ListNode* removeElements(ListNode* head, int val) {
    while (head && head->val == val) head = head->next;
    ListNode* curr = head;
    while (curr && curr->next) {
        if (curr->next->val == val)
            curr->next = curr->next->next;
        else
            curr = curr->next;
    }
    return head;
}

✅ 7. Isomorphic Strings

Problem: Determine if two strings can be mapped character-by-character bijectively.

Key Logic:

Map s[i] → t[i] and ensure mapping is consistent and one-to-one.

bool isIsomorphic(string s, string t) {
    unordered_map<char, char> m1, m2;
    for (int i = 0; i < s.size(); i++) {
        if (m1.count(s[i]) && m1[s[i]] != t[i]) return false;
        if (m2.count(t[i]) && m2[t[i]] != s[i]) return false;
        m1[s[i]] = t[i];
        m2[t[i]] = s[i];
    }
    return true;
}

✅ 8. Invert Binary Tree

Problem: Mirror a binary tree.

Key Logic:

Swap left and right at every node recursively.
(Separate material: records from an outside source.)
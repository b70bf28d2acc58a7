//! Lifecycle coordinator
//!
//! Owns the attached capture device and the renderer, and sequences their
//! lifecycles. Every event is applied to local state and followed by a
//! reconciliation pass driven by [`rules::next_action`](crate::rules::next_action).
//!
//! A pass issues at most one actor command. The command's callback comes
//! back through the event queue and triggers the next pass, so the
//! coordinator is never re-entered while it holds its own state.
//!
//! # Device switch
//!
//! ```text
//!   SelectDevice(A) while B renders
//!        │
//!        ▼
//!   close gate, stop renderer ──► Stopped ──► stop capture on B
//!                                                   │
//!                                                 Ready
//!                                                   ▼
//!                         release B, attach A, select input, start capture
//!                                                   │
//!                                              Capturing
//!                                                   ▼
//!                                     build renderer (fallback chain)
//! ```

use std::collections::BTreeMap;
use std::iter;
use std::sync::Arc;

use tokio::sync::mpsc;
use tracing::{debug, error, info, warn};
use vidproc_format::FrameConverter;

use crate::actor::{CaptureDevice, PipelineObserver, RenderSink, RendererBuildRequest, RendererFactory, TimingClock};
use crate::config::{PipelineConfig, RendererBackend, RendererSettings};
use crate::delivery::{CaptureEventSink, DeliveryShared, DeliveryStats, DeliveryTarget, RendererEventSink};
use crate::error::{PipelineError, RendererError, RendererErrorKind, Result};
use crate::events::{PipelineEvent, UserCommand};
use crate::gate::FrameDeliveryGate;
use crate::negotiation::{NegotiatedMediaFormat, RendererParams};
use crate::rules::{self, Action, Snapshot};
use crate::tuner::{classify_exit_latency, classify_hardware_latency, LatencyAutoTuner, RendererTelemetry};
use crate::types::{CaptureDeviceState, CaptureInput, CaptureInputId, CardState, DeviceId, RendererState, VideoState};

/// Sequences capture device and renderer lifecycles
pub struct LifecycleCoordinator {
    config: PipelineConfig,
    factory: Box<dyn RendererFactory>,
    observer: Box<dyn PipelineObserver>,
    events: mpsc::UnboundedSender<PipelineEvent>,
    delivery: Arc<DeliveryShared>,
    tuner: LatencyAutoTuner,

    // Capture side
    available: BTreeMap<DeviceId, Box<dyn CaptureDevice>>,
    device: Option<Box<dyn CaptureDevice>>,
    device_lost: bool,
    device_state: CaptureDeviceState,
    desired_device: Option<DeviceId>,
    desired_input: Option<CaptureInputId>,
    current_input: Option<CaptureInputId>,
    inputs: Vec<CaptureInput>,
    video_state: Option<VideoState>,
    timing_offset_ms: i32,

    // Render side
    renderer: Option<Arc<dyn RenderSink>>,
    renderer_state: RendererState,
    renderer_generation: u64,
    renderer_format: Option<NegotiatedMediaFormat>,
    renderer_backend: Option<RendererBackend>,
    want_restart: bool,
    full_screen: bool,
    full_screen_surface: bool,

    want_terminate: bool,
    terminated: bool,
    reported: (CaptureDeviceState, RendererState),
}
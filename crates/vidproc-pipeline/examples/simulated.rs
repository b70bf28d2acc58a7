//! Simulated capture card and renderer
//!
//! Drives the full pipeline without hardware: a simulated card pumps v210
//! frames from its own thread, the preferred "hdr" renderer is unavailable
//! so the fallback chain kicks in, and the latency tuner corrects a renderer
//! that presents frames late.
//!
//! # Running
//!
//! ```bash
//! cargo run -p vidproc-pipeline --example simulated
//! ```

use std::sync::atomic::{AtomicBool, AtomicU64, Ordering};
use std::sync::Arc;
use std::thread;
use std::time::Duration;

use parking_lot::Mutex;
use vidproc_format::converter::v210_row_stride;
use vidproc_format::{PixelFormat, VideoConversion, VideoFrameDescriptor};
use vidproc_pipeline::{
    CaptureDevice, CaptureDeviceState, CaptureEventSink, CaptureInput, CaptureInputId, ColorSpace, DeviceId,
    DisplayMode, Eotf, FrameView, HdrMetadata, LoggingObserver, PipelineConfig, PipelineRunner, RenderSink,
    RendererBuildRequest, RendererError, RendererErrorKind, RendererEventSink, RendererFactory, RendererSettings,
    RendererState, TimingClock, UserCommand, VideoFrame, VideoState,
};

const WIDTH: u32 = 1280;
const HEIGHT: u32 = 720;

fn video_state() -> VideoState {
    VideoState {
        descriptor: VideoFrameDescriptor::new(PixelFormat::V210, WIDTH, HEIGHT, v210_row_stride(WIDTH) * HEIGHT as usize),
        display_mode: DisplayMode::new(WIDTH, HEIGHT, 50.0),
        color_space: ColorSpace::Rec709,
        eotf: Eotf::Sdr,
        hdr: None,
        valid: true,
    }
}

struct SimClock;

impl TimingClock for SimClock {
    fn description(&self) -> String {
        "simulated 10 MHz clock".to_string()
    }

    fn now_ticks(&self) -> i64 {
        0
    }

    fn ticks_per_second(&self) -> i64 {
        10_000_000
    }
}

struct SimCard {
    sink: Arc<Mutex<Option<CaptureEventSink>>>,
    capturing: Arc<AtomicBool>,
    input: Option<CaptureInputId>,
    pump: Option<thread::JoinHandle<()>>,
}

impl SimCard {
    fn new() -> Self {
        Self {
            sink: Arc::new(Mutex::new(None)),
            capturing: Arc::new(AtomicBool::new(false)),
            input: None,
            pump: None,
        }
    }

    fn emit_state(&self, state: CaptureDeviceState) {
        if let Some(sink) = self.sink.lock().as_ref() {
            sink.device_state_changed(state);
        }
    }
}

impl CaptureDevice for SimCard {
    fn id(&self) -> DeviceId {
        DeviceId(1)
    }

    fn name(&self) -> String {
        "Simulated Card".to_string()
    }

    fn set_event_sink(&mut self, sink: Option<CaptureEventSink>) {
        let attached = sink.is_some();
        *self.sink.lock() = sink;
        if attached {
            self.emit_state(CaptureDeviceState::Ready);
        }
    }

    fn start_capture(&mut self) {
        self.capturing.store(true, Ordering::SeqCst);
        self.emit_state(CaptureDeviceState::Capturing);
        if let Some(sink) = self.sink.lock().as_ref() {
            sink.video_state_changed(video_state());
        }

        let sink = Arc::clone(&self.sink);
        let capturing = Arc::clone(&self.capturing);
        self.pump = Some(thread::spawn(move || {
            let descriptor = video_state().descriptor;
            let mut timestamp = 0;
            while capturing.load(Ordering::SeqCst) {
                let frame = VideoFrame {
                    descriptor,
                    timestamp,
                    data: vec![0u8; descriptor.buffer_size],
                };
                if let Some(sink) = sink.lock().as_ref() {
                    sink.video_frame(&frame);
                }
                timestamp += 200_000;
                thread::sleep(Duration::from_millis(20));
            }
        }));
    }

    fn stop_capture(&mut self) {
        self.capturing.store(false, Ordering::SeqCst);
        if let Some(pump) = self.pump.take() {
            let _ = pump.join();
        }
        self.emit_state(CaptureDeviceState::Ready);
    }

    fn select_input(&mut self, input: CaptureInputId) {
        self.input = Some(input);
    }

    fn set_timing_offset_ms(&mut self, offset_ms: i32) {
        println!("  [card] timing offset now {} ms", offset_ms);
    }

    fn current_input_id(&self) -> Option<CaptureInputId> {
        self.input
    }

    fn supported_inputs(&self) -> Vec<CaptureInput> {
        vec![CaptureInput::new(0, "SDI"), CaptureInput::new(1, "HDMI")]
    }

    fn timing_clock(&self) -> Option<Arc<dyn TimingClock>> {
        Some(Arc::new(SimClock))
    }

    fn hardware_latency_ms(&self) -> Option<f64> {
        Some(3.5)
    }
}

struct SimRenderer {
    events: RendererEventSink,
    frames: AtomicU64,
    late_ms: Mutex<f64>,
}

impl RenderSink for SimRenderer {
    fn start(&self) -> Result<(), RendererError> {
        self.events.state_changed(RendererState::Ready);
        self.events.state_changed(RendererState::Rendering);
        Ok(())
    }

    fn stop(&self) -> Result<(), RendererError> {
        println!("  [renderer] stopped after {} frames", self.frames.load(Ordering::Relaxed));
        self.events.state_changed(RendererState::Stopped);
        Ok(())
    }

    fn reset(&self) -> Result<(), RendererError> {
        // Pretend the offset correction fixed presentation timing
        *self.late_ms.lock() = -8.0;
        Ok(())
    }

    fn on_video_state(&self, _state: &VideoState) -> bool {
        true
    }

    fn set_hdr_metadata(&self, _hdr: &HdrMetadata) -> Result<(), RendererError> {
        Ok(())
    }

    fn on_video_frame(&self, _frame: &FrameView<'_>) {
        self.frames.fetch_add(1, Ordering::Relaxed);
    }

    fn set_frame_queue_max_size(&self, _max_size: usize) {}

    fn frame_queue_size(&self) -> usize {
        0
    }

    fn entry_latency_ms(&self) -> f64 {
        1.0
    }

    fn exit_latency_ms(&self) -> f64 {
        *self.late_ms.lock()
    }

    fn dropped_frame_count(&self) -> u64 {
        0
    }
}

struct SimFactory;

impl RendererFactory for SimFactory {
    fn build(&mut self, request: &RendererBuildRequest) -> Result<Arc<dyn RenderSink>, RendererError> {
        println!(
            "  [factory] building {} for {} {}x{}",
            request.backend, request.format.pixel_format, request.format.width, request.format.height
        );
        if request.backend.as_str() == "hdr" {
            return Err(RendererError::new(RendererErrorKind::Unsupported, "no HDR display attached"));
        }

        Ok(Arc::new(SimRenderer {
            events: request.events.clone(),
            frames: AtomicU64::new(0),
            late_ms: Mutex::new(6.0),
        }))
    }
}

#[tokio::main]
async fn main() -> Result<(), Box<dyn std::error::Error>> {
    // Initialize tracing for debug output
    tracing_subscriber::fmt()
        .with_max_level(tracing::Level::DEBUG)
        .init();

    println!("vidproc-pipeline Simulated Example");
    println!("==================================");

    let config = PipelineConfig::builder()
        .tick_interval_ms(200)
        .tuner_period_ticks(2)
        .renderer(RendererSettings {
            video_conversion: VideoConversion::V210ToP210,
            ..Default::default()
        })
        .build();

    let runner = PipelineRunner::new(config, Box::new(SimFactory), Box::new(LoggingObserver))?;
    let handle = runner.handle();
    let task = tokio::spawn(runner.run());

    handle.device_found(Box::new(SimCard::new()))?;
    tokio::time::sleep(Duration::from_secs(1)).await;

    println!("\nSwitching to SDI input");
    handle.send_command(UserCommand::SelectInput(CaptureInputId(0)))?;
    tokio::time::sleep(Duration::from_secs(1)).await;

    println!("\nTerminating");
    handle.terminate()?;
    task.await??;

    println!("Done");
    Ok(())
}
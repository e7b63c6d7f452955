pub mod error;

pub use error::{Result, StoreError};

use serde::Deserialize;
use std::time::Instant;
use tracing::{error, info};

#[derive(Debug, Clone, Default)]
pub enum Service {
    #[default]
    Calibration,
    Mainnet,
    Local,
}

impl Service {
    /// Map a chain network name onto the matching storage service
    pub fn for_network(network: &str) -> Service {
        match network {
            "mainnet" => Service::Mainnet,
            "localhost" => Service::Local,
            _ => Service::Calibration,
        }
    }
}

#[derive(Debug, Clone, Default)]
pub struct StoreConfig {
    pub service: Service,
}

impl StoreConfig {
    pub fn for_network(network: &str) -> Self {
        Self {
            service: Service::for_network(network),
        }
    }

    /// Publisher endpoint receiving piece uploads.
    ///
    /// Override with `POF_PUBLISHER_URL`.
    pub fn publisher_url(&self) -> String {
        if let Ok(url) = std::env::var("POF_PUBLISHER_URL") {
            if !url.is_empty() {
                return url;
            }
        }
        match self.service {
            Service::Calibration => "https://pdp.calibration.filbeam.io".to_string(),
            Service::Mainnet => "https://pdp.filbeam.io".to_string(),
            Service::Local => "http://127.0.0.1:7777".to_string(),
        }
    }

    /// Retrieval gateway, with the piece path baked in so a CID can be
    /// appended directly.
    ///
    /// Override with `POF_GATEWAY_URL`.
    pub fn gateway_url(&self) -> String {
        if let Ok(url) = std::env::var("POF_GATEWAY_URL") {
            if !url.is_empty() {
                return url;
            }
        }
        match self.service {
            Service::Calibration => "https://gateway.calibration.filbeam.io/piece/".to_string(),
            Service::Mainnet => "https://gateway.filbeam.io/piece/".to_string(),
            Service::Local => "http://127.0.0.1:7777/piece/".to_string(),
        }
    }
}

/// Acknowledgement returned by the publisher after a successful upload
#[derive(Debug, Clone)]
pub struct UploadReceipt {
    pub piece_cid: String,
    pub size: u64,
}

/// One storage provider as reported by the publisher
#[derive(Debug, Clone, Deserialize)]
#[serde(rename_all = "camelCase")]
pub struct ProviderInfo {
    pub id: u64,
    pub name: String,
    pub active: bool,
    pub service_provider: String,
}

#[derive(Debug, Deserialize)]
#[serde(rename_all = "camelCase")]
struct UploadResponse {
    piece_cid: String,
    size: u64,
}

#[derive(Debug, Deserialize)]
struct ProvidersResponse {
    providers: Vec<ProviderInfo>,
}

/// HTTP client for the content-addressed piece store.
///
/// One upload is one HTTP request; callers decide whether a failed
/// request is worth repeating.
pub struct PieceStoreClient {
    config: StoreConfig,
    client: reqwest::Client,
}

impl PieceStoreClient {
    pub fn new() -> Self {
        Self {
            config: StoreConfig::default(),
            client: reqwest::Client::new(),
        }
    }

    pub fn with_config(config: StoreConfig) -> Self {
        Self {
            config,
            client: reqwest::Client::new(),
        }
    }

    /// Upload a payload and return the provider's receipt.
    ///
    /// The acknowledged size must equal the number of bytes sent, anything
    /// else fails with [`StoreError::Integrity`].
    pub async fn upload(&self, data: &[u8]) -> Result<UploadReceipt> {
        let sent = data.len() as u64;

        info!("Uploading {} bytes to piece store", sent);
        let start = Instant::now();

        let url = format!("{}/pdp/v1/pieces", self.config.publisher_url());

        let response = self
            .client
            .post(&url)
            .header("Content-Type", "application/octet-stream")
            .body(data.to_vec())
            .send()
            .await
            .map_err(|e| StoreError::Connection(format!("failed to send request: {}", e)))?;

        let elapsed = start.elapsed();
        info!("Uploaded in {:?}", elapsed);

        let status = response.status();
        if !status.is_success() {
            error!(
                "upload failed: {} {}",
                status,
                status.canonical_reason().unwrap_or("Unknown error")
            );
            return Err(StoreError::Gateway {
                status: status.as_u16(),
                message: status
                    .canonical_reason()
                    .unwrap_or("Unknown error")
                    .to_string(),
            });
        }

        let ack: UploadResponse = response
            .json()
            .await
            .map_err(|e| StoreError::InvalidResponse(format!("failed to parse response: {}", e)))?;

        let receipt = verify_ack(sent, ack)?;
        info!("Piece CID: {}", receipt.piece_cid);
        Ok(receipt)
    }

    /// Download the raw bytes stored under a piece CID
    pub async fn download(&self, piece_cid: &str) -> Result<Vec<u8>> {
        if piece_cid.is_empty() {
            return Err(StoreError::MissingPieceCid);
        }

        info!("Reading piece: {}", piece_cid);
        let start = Instant::now();

        let url = format!("{}{}", self.config.gateway_url(), piece_cid);

        let response = self
            .client
            .get(&url)
            .send()
            .await
            .map_err(|e| StoreError::Connection(format!("failed to send request: {}", e)))?;

        let elapsed = start.elapsed();
        info!("Read in {:?}", elapsed);

        let status = response.status();
        if status == reqwest::StatusCode::NOT_FOUND {
            return Err(StoreError::NotFound(piece_cid.to_string()));
        }
        if !status.is_success() {
            error!(
                "download failed: {} {}",
                status,
                status.canonical_reason().unwrap_or("Unknown error")
            );
            return Err(StoreError::Gateway {
                status: status.as_u16(),
                message: status
                    .canonical_reason()
                    .unwrap_or("Unknown error")
                    .to_string(),
            });
        }

        let bytes = response
            .bytes()
            .await
            .map_err(|e| StoreError::Connection(format!("failed to read response: {}", e)))?;

        Ok(bytes.to_vec())
    }

    /// List the storage providers behind the publisher
    pub async fn provider_info(&self) -> Result<Vec<ProviderInfo>> {
        let url = format!("{}/pdp/v1/providers", self.config.publisher_url());

        let response = self
            .client
            .get(&url)
            .send()
            .await
            .map_err(|e| StoreError::Connection(format!("failed to send request: {}", e)))?;

        let status = response.status();
        if !status.is_success() {
            return Err(StoreError::Gateway {
                status: status.as_u16(),
                message: status
                    .canonical_reason()
                    .unwrap_or("Unknown error")
                    .to_string(),
            });
        }

        let info: ProvidersResponse = response
            .json()
            .await
            .map_err(|e| StoreError::InvalidResponse(format!("failed to parse response: {}", e)))?;

        Ok(info.providers)
    }

    /// Public gateway URL for a stored piece
    pub fn piece_url(&self, piece_cid: &str) -> Result<String> {
        if piece_cid.is_empty() {
            return Err(StoreError::MissingPieceCid);
        }

        Ok(format!("{}{}", self.config.gateway_url(), piece_cid))
    }
}

impl Default for PieceStoreClient {
    fn default() -> Self {
        Self::new()
    }
}

/// The acknowledged size must equal the number of bytes sent
fn verify_ack(sent: u64, ack: UploadResponse) -> Result<UploadReceipt> {
    if ack.size != sent {
        return Err(StoreError::Integrity {
            sent,
            acknowledged: ack.size,
        });
    }
    Ok(UploadReceipt {
        piece_cid: ack.piece_cid,
        size: ack.size,
    })
}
TreeNode* invertTree(TreeNode* root) {
    if (!root) return nullptr;
    swap(root->left, root->right);
    invertTree(root->left);
    invertTree(root->right);
    return root;
}

✅ 9. Binary Tree Paths

Problem: Return all root-to-leaf paths in a binary tree.

Key Logic:

DFS traversal and backtracking.

void dfs(TreeNode* root, vector<string>& res, string path) {
    if (!root) return;
    path += "->" + to_string(root->val);
    if (!root->left && !root->right)
        res.push_back(path.substr(2));
    dfs(root->left, res, path);
    dfs(root->right, res, path);
}

✅ 10. Queue using Stacks

Problem: Implement a queue using two stacks.

Key Logic:

Reverse stack every time in push() to keep front on top.

class MyQueue {
    stack<int> st1, st2;
public:
    void push(int x) {
        while (!st1.empty()) {
            st2.push(st1.top());
            st1.pop();
        }
        st1.push(x);
        while (!st2.empty()) {
            st1.push(st2.top());
            st2.pop();
        }
    }

    int pop() { int x = st1.top(); st1.pop(); return x; }
    int peek() { return st1.top(); }
    bool empty() { return st1.empty(); }
};

🧠 Final Words

This collection covers a variety of interview-style problems using clean and optimal C++ solutions, with a strong focus on clarity, edge-case handling, and real-world patterns.